Emerging Markets End 2019 on a High Note

Three Things We’re Thinking About Today

  1. Optimism surrounding the government’s economic agenda has resulted in a more favorable investment climate in Brazil. The Brazilian market outperformed its emerging market (EM) counterparts with a 14% gain over the fourth quarter 2019 and 27% increase for the year, both in US dollar terms. While the country’s economic recovery has been slower than expected, government and central bank efforts are improving the country’s longer-term growth potential. Inflation has remained under control, allowing the central bank to ease rates to record lows to stimulate the economy. We believe social security reform is key to stimulating investment and credit, which should help improve economic activity and significantly reduce Brazil’s fiscal deficit. A major privatization plan has also been announced, and tax and other structural reforms should improve the ease of doing business.
  1. Trade and slowing growth fears have largely overshadowed China’s initiatives to strengthen and diversify its economy. The government’s focus on economic restructuring and long-term sustainable growth has led to an acceleration in the implementation of structural reforms and widespread industry consolidation, as well as the development of local supply chains in the technology space to replace US sources. China will be a frontrunner in the fifth-generation wireless technology arena (5G) and is expected to have some 600 million 5G subscribers by 2025, or about 40% of the forecasted 1.6 billion subscribers globally.1 Together with artificial intelligence (AI) and robotics, this should help drive growth in China’s new economy as it strives to become less reliant on the United States. In our view, China will emerge from this challenging period stronger and more self-reliant, with multiple pillars of economic support.
  1. Kuwait is undergoing a multi-year effort to introduce fiscal reforms, increase investment and diversify away from oil dependence. In December, index provider MSCI stated that Kuwait met all the necessary requirements for reclassification to EM status and will be added to the MSCI Emerging Markets Index in May 2020 with an estimated weight of 0.69%. With substantial reserves, low levels of debt and a stable banking sector, we think Kuwait stands out among its peers. Add to this a budget breakeven oil price of just US$49 a barrel for 2019—the lowest by some margin in the region—and a AA2 credit rating, we believe Kuwait could be considered an attractive investment destination in the Middle East. Despite trading at a premium to its EM peers, valuations in Kuwait remain reasonable, in our view.


Much market noise and conflicting signals dominated 2019. While some of these uncertainties may persist in the near term, we believe it is essential to stay the course. The markets are just beginning to realize opportunities from technology disruption and the transition of businesses away from traditional models. We believe the investment scope in the emerging world is wide and promising for investors who can overlook near-term volatility and invest for the longer term.
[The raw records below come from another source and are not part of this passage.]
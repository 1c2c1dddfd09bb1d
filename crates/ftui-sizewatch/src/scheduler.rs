#![forbid(unsafe_code)]

//! Timer facilities that drive periodic measurement.
//!
//! The observer never sleeps or spawns threads. It registers an interval
//! callback with a [`Scheduler`] and the host decides when that callback
//! runs:
//!
//! - [`IntervalScheduler`]: fixed-period timers stepped by the host with
//!   monotonic timestamps, the same way the WASM runner is stepped from an
//!   animation frame or the native loop computes its poll timeout.
//! - [`ResizeSignal`]: push-based. Registered callbacks run whenever the host
//!   reports a native resize event; the period is ignored.
//!
//! # Invariants
//!
//! 1. Callbacks run synchronously on the thread that steps the scheduler.
//! 2. A cleared timer never fires again, even when it is cleared by another
//!    callback during the same step.
//! 3. No scheduler borrow is held while a callback runs, so callbacks may
//!    register or clear timers.
//! 4. `IntervalScheduler` fires each timer at most once per step; ticks
//!    missed during a long gap are coalesced, not replayed.
//! 5. A tick that finds its own callback still running (the callback stepped
//!    the scheduler) is skipped, not deferred.
//! 6. Cleared callbacks are dropped after the timer table is released, so a
//!    callback owning an observer on the same scheduler may be cleared.

use std::cell::RefCell;
use std::rc::Rc;
use std::time::Duration;

use tracing::trace;

/// Callback registered with a [`Scheduler`].
pub type TimerCallback = Box<dyn FnMut()>;

type SharedCallback = Rc<RefCell<TimerCallback>>;

/// Smallest period an [`IntervalScheduler`] timer may use.
pub const MIN_PERIOD: Duration = Duration::from_millis(1);

/// Opaque handle to a registered interval.
#[derive(Debug, Clone, Copy, PartialEq, Eq, Hash, PartialOrd, Ord)]
pub struct TimerId(u64);

/// "Run this repeatedly every `period`" plus cancellation.
pub trait Scheduler {
    /// Register `callback` to run every `period`. The first run happens one
    /// period after registration, never inside this call.
    fn set_interval(&self, period: Duration, callback: TimerCallback) -> TimerId;

    /// Cancel a registration. Unknown or already-cleared ids are ignored.
    fn clear_interval(&self, id: TimerId);
}

impl<S: Scheduler + ?Sized> Scheduler for Rc<S> {
    fn set_interval(&self, period: Duration, callback: TimerCallback) -> TimerId {
        (**self).set_interval(period, callback)
    }

    fn clear_interval(&self, id: TimerId) {
        (**self).clear_interval(id);
    }
}

/// Run a shared callback unless it is already on the stack.
///
/// A callback that steps its own scheduler would otherwise re-enter itself.
fn invoke(callback: &SharedCallback) -> bool {
    match callback.try_borrow_mut() {
        Ok(mut f) => {
            (*f)();
            true
        }
        Err(_) => {
            trace!("re-entrant tick skipped");
            false
        }
    }
}

// ---------------------------------------------------------------------------
// IntervalScheduler
// ---------------------------------------------------------------------------

struct IntervalTimer {
    id: TimerId,
    period: Duration,
    next_due: Duration,
    callback: SharedCallback,
}

#[derive(Default)]
struct IntervalState {
    /// Monotonic host time of the latest step.
    now: Duration,
    next_id: u64,
    timers: Vec<IntervalTimer>,
}

/// Deterministic interval timers stepped by the host clock.
///
/// Cloning shares the same timer table.
///
/// ```
/// use ftui_sizewatch::{IntervalScheduler, Scheduler};
/// use std::cell::Cell;
/// use std::rc::Rc;
/// use std::time::Duration;
///
/// let scheduler = IntervalScheduler::new();
/// let ticks = Rc::new(Cell::new(0));
/// let ticks_clone = Rc::clone(&ticks);
/// scheduler.set_interval(
///     Duration::from_millis(100),
///     Box::new(move || ticks_clone.set(ticks_clone.get() + 1)),
/// );
///
/// scheduler.advance(Duration::from_millis(250));
/// assert_eq!(ticks.get(), 1); // missed ticks are coalesced
/// scheduler.advance(Duration::from_millis(50));
/// assert_eq!(ticks.get(), 2);
/// ```
#[derive(Clone, Default)]
pub struct IntervalScheduler {
    state: Rc<RefCell<IntervalState>>,
}

impl IntervalScheduler {
    #[must_use]
    pub fn new() -> Self {
        Self::default()
    }

    /// Host time of the most recent step.
    #[must_use]
    pub fn now(&self) -> Duration {
        self.state.borrow().now
    }

    /// Number of registered timers.
    #[must_use]
    pub fn active_count(&self) -> usize {
        self.state.borrow().timers.len()
    }

    #[must_use]
    pub fn is_active(&self, id: TimerId) -> bool {
        self.state.borrow().timers.iter().any(|t| t.id == id)
    }

    /// Earliest pending deadline, for hosts that block until the next tick.
    #[must_use]
    pub fn next_deadline(&self) -> Option<Duration> {
        self.state.borrow().timers.iter().map(|t| t.next_due).min()
    }

    /// Step the clock forward by `elapsed`. Returns the number of callbacks run.
    pub fn advance(&self, elapsed: Duration) -> usize {
        let now = self.now().saturating_add(elapsed);
        self.advance_to(now)
    }

    /// Step the clock to `now` and run every timer due at or before it, in
    /// deadline order (ties broken by registration order).
    ///
    /// Timestamps earlier than the current time run nothing.
    pub fn advance_to(&self, now: Duration) -> usize {
        let mut fired = 0;
        loop {
            let callback = {
                let mut state = self.state.borrow_mut();
                let Some(timer) = state
                    .timers
                    .iter_mut()
                    .filter(|t| t.next_due <= now)
                    .min_by_key(|t| (t.next_due, t.id))
                else {
                    break;
                };
                let due = timer.next_due;
                let behind = now.saturating_sub(due).as_nanos() / timer.period.as_nanos();
                let skip = u32::try_from(behind + 1).unwrap_or(u32::MAX);
                timer.next_due = due.saturating_add(timer.period.saturating_mul(skip));
                let callback = Rc::clone(&timer.callback);
                state.now = state.now.max(due);
                callback
            };
            if invoke(&callback) {
                fired += 1;
            }
        }

        let mut state = self.state.borrow_mut();
        state.now = state.now.max(now);
        fired
    }
}

impl Scheduler for IntervalScheduler {
    fn set_interval(&self, period: Duration, callback: TimerCallback) -> TimerId {
        let period = period.max(MIN_PERIOD);
        let mut state = self.state.borrow_mut();
        let id = TimerId(state.next_id);
        state.next_id += 1;
        let next_due = state.now.saturating_add(period);
        state.timers.push(IntervalTimer {
            id,
            period,
            next_due,
            callback: Rc::new(RefCell::new(callback)),
        });
        trace!(timer = id.0, period_ms = period.as_millis() as u64, "interval registered");
        id
    }

    fn clear_interval(&self, id: TimerId) {
        let removed = {
            let mut state = self.state.borrow_mut();
            let index = state.timers.iter().position(|t| t.id == id);
            index.map(|index| state.timers.remove(index))
        };
        if removed.is_some() {
            trace!(timer = id.0, "interval cleared");
        }
        // Dropping the callback may re-enter this scheduler.
        drop(removed);
    }
}

impl std::fmt::Debug for IntervalScheduler {
    fn fmt(&self, f: &mut std::fmt::Formatter<'_>) -> std::fmt::Result {
        let state = self.state.borrow();
        f.debug_struct("IntervalScheduler")
            .field("now", &state.now)
            .field("timer_count", &state.timers.len())
            .finish()
    }
}

// ---------------------------------------------------------------------------
// ResizeSignal
// ---------------------------------------------------------------------------

#[derive(Default)]
struct SignalState {
    next_id: u64,
    listeners: Vec<(TimerId, SharedCallback)>,
}

/// Push-based [`Scheduler`]: callbacks run when the host calls [`fire`].
///
/// Use this where the host has a native resize notification; the observer
/// keeps its change filtering and still accepts explicit `observe` calls.
///
/// [`fire`]: ResizeSignal::fire
#[derive(Clone, Default)]
pub struct ResizeSignal {
    state: Rc<RefCell<SignalState>>,
}

impl ResizeSignal {
    #[must_use]
    pub fn new() -> Self {
        Self::default()
    }

    #[must_use]
    pub fn listener_count(&self) -> usize {
        self.state.borrow().listeners.len()
    }

    /// Run every registered callback once, in registration order.
    pub fn fire(&self) -> usize {
        let ids: Vec<TimerId> = self
            .state
            .borrow()
            .listeners
            .iter()
            .map(|(id, _)| *id)
            .collect();

        let mut fired = 0;
        for id in ids {
            let callback = {
                let state = self.state.borrow();
                state
                    .listeners
                    .iter()
                    .find(|(listener, _)| *listener == id)
                    .map(|(_, cb)| Rc::clone(cb))
            };
            // Cleared by an earlier listener in this round.
            let Some(callback) = callback else {
                continue;
            };
            if invoke(&callback) {
                fired += 1;
            }
        }
        fired
    }
}

impl Scheduler for ResizeSignal {
    fn set_interval(&self, _period: Duration, callback: TimerCallback) -> TimerId {
        let mut state = self.state.borrow_mut();
        let id = TimerId(state.next_id);
        state.next_id += 1;
        state.listeners.push((id, Rc::new(RefCell::new(callback))));
        trace!(listener = id.0, "resize listener registered");
        id
    }

    fn clear_interval(&self, id: TimerId) {
        let removed = {
            let mut state = self.state.borrow_mut();
            let index = state.listeners.iter().position(|(listener, _)| *listener == id);
            index.map(|index| state.listeners.remove(index))
        };
        if removed.is_some() {
            trace!(listener = id.0, "resize listener cleared");
        }
        // Dropping the callback may re-enter this signal.
        drop(removed);
    }
}

impl std::fmt::Debug for ResizeSignal {
    fn fmt(&self, f: &mut std::fmt::Formatter<'_>) -> std::fmt::Result {
        f.debug_struct("ResizeSignal")
            .field("listener_count", &self.listener_count())
            .finish()
    }
}

// ---------------------------------------------------------------------------
// Tests
// ---------------------------------------------------------------------------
The International Monetary Fund forecasts EM growth will accelerate in 2020 and remain more than double that of developed markets.3 Improving fiscal, economic and monetary policies and a renewed focus on structural reforms in many EMs has been gaining traction. The EM landscape continues to transform. EM economies are more diversified now—with domestic consumption and technology offering new drivers of growth—and are growing less reliant on low-cost manufacturing and commodities.

Although US-China trade tensions have de-escalated in the short term on news of a partial trade deal and both countries scaling back tariffs, we expect the broader economic conflict to remain for some time. The impact from the trade conflict has not been limited to China. A comprehensive agreement therefore remains in the best interests of both sides. US President Donald Trump’s administration will be acutely aware of this heading into an election year in 2020.